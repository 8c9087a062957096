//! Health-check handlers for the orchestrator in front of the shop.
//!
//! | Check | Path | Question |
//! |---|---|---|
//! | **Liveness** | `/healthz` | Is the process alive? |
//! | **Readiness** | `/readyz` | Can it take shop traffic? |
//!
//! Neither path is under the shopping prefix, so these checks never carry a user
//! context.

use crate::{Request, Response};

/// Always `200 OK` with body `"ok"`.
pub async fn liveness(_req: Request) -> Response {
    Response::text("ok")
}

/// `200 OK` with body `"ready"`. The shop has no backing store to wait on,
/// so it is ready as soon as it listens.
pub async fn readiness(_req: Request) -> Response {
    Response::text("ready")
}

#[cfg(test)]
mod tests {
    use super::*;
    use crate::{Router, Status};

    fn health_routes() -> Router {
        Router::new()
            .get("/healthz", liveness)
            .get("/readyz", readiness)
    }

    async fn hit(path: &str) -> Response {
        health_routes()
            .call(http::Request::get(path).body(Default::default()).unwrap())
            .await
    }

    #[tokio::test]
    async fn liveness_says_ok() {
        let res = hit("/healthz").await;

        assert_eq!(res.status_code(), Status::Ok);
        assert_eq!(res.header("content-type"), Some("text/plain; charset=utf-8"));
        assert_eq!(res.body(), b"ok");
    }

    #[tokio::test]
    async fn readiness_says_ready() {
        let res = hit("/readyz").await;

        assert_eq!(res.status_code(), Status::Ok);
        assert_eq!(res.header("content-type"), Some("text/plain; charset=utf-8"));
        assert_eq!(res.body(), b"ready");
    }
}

▸ **Directions for this task**: Wherever a line in the entries holds "healthz", copy that line.

▸ **Written answer**:
//! | **Liveness** | `/healthz` | Is the process alive? |
            .get("/healthz", liveness)
        let res = hit("/healthz").await;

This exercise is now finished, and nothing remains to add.